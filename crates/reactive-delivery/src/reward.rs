use std::collections::HashMap;

use reactive_core::StateId;

use crate::{
    PlannerError,
    domain::{Fleet, TaskDistribution, Topology, Vehicle},
    interner::{CityInterner, CityKey},
    state_space::{PlanAction, State, StateSpace},
};

/// Mean cost per kilometer over the fleet.
pub fn mean_cost_per_km<F: Fleet>(fleet: &F) -> Result<f64, PlannerError> {
    let vehicles = fleet.vehicles();
    if vehicles.is_empty() {
        return Err(PlannerError::EmptyFleet);
    }

    let mut total = 0.0;
    for (index, vehicle) in vehicles.iter().enumerate() {
        let value = vehicle.cost_per_km();
        if !value.is_finite() || value < 0.0 {
            return Err(PlannerError::InvalidVehicleCost { index, value });
        }
        total += value;
    }
    Ok(total / vehicles.len() as f64)
}

/// `R(s, a) = -avg_cost(s.city, a.move_to) + [a.delivering] * reward(s.city, a.move_to)`.
#[derive(Debug, Clone)]
pub struct RewardTable {
    cost_per_km: f64,
    distances: HashMap<(CityKey, CityKey), f64>,
    payouts: HashMap<(CityKey, CityKey), f64>,
}

impl RewardTable {
    /// Precompute distances and payouts for every `(state, action)` pair in the space.
    pub fn build<T, D>(
        topology: &T,
        tasks: &D,
        cities: &CityInterner<T::City>,
        space: &StateSpace,
        cost_per_km: f64,
    ) -> Result<Self, PlannerError>
    where
        T: Topology,
        D: TaskDistribution<T::City>,
    {
        let mut table = RewardTable {
            cost_per_km,
            distances: HashMap::new(),
            payouts: HashMap::new(),
        };

        for (s, state) in space.states().iter().enumerate() {
            let from = state.city;
            for action in space.possible_actions(StateId::from(s)) {
                let pair = (from, action.move_to);
                let (Some(from_city), Some(to_city)) =
                    (cities.get(from), cities.get(action.move_to))
                else {
                    return Err(PlannerError::UnknownCity {
                        city: action.move_to.index(),
                    });
                };

                if !table.distances.contains_key(&pair) {
                    let value = topology.distance(from_city, to_city);
                    if !value.is_finite() || value < 0.0 {
                        return Err(PlannerError::InvalidDistance {
                            from: from_city.to_string(),
                            to: to_city.to_string(),
                            value,
                        });
                    }
                    table.distances.insert(pair, value);
                }

                if action.delivering && !table.payouts.contains_key(&pair) {
                    let value = tasks.reward(from_city, to_city);
                    if !value.is_finite() || value < 0.0 {
                        return Err(PlannerError::InvalidTaskReward {
                            from: from_city.to_string(),
                            to: to_city.to_string(),
                            value,
                        });
                    }
                    table.payouts.insert(pair, value);
                }
            }
        }

        Ok(table)
    }

    /// Fleet-averaged travel cost between two cities.
    pub fn avg_cost(&self, from: CityKey, to: CityKey) -> Option<f64> {
        self.distances
            .get(&(from, to))
            .map(|distance| distance * self.cost_per_km)
    }

    pub fn reward(&self, state: &State, action: &PlanAction) -> Option<f64> {
        let cost = self.avg_cost(state.city, action.move_to)?;
        let payout = if action.delivering {
            *self.payouts.get(&(state.city, action.move_to))?
        } else {
            0.0
        };
        Some(payout - cost)
    }

    pub fn cost_per_km(&self) -> f64 {
        self.cost_per_km
    }
}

> **EXERCISE DESCRIPTION**
Please count the lines of the entries above that include "vehicles" and give only the total.

> **RESULT OF THE TASK**
4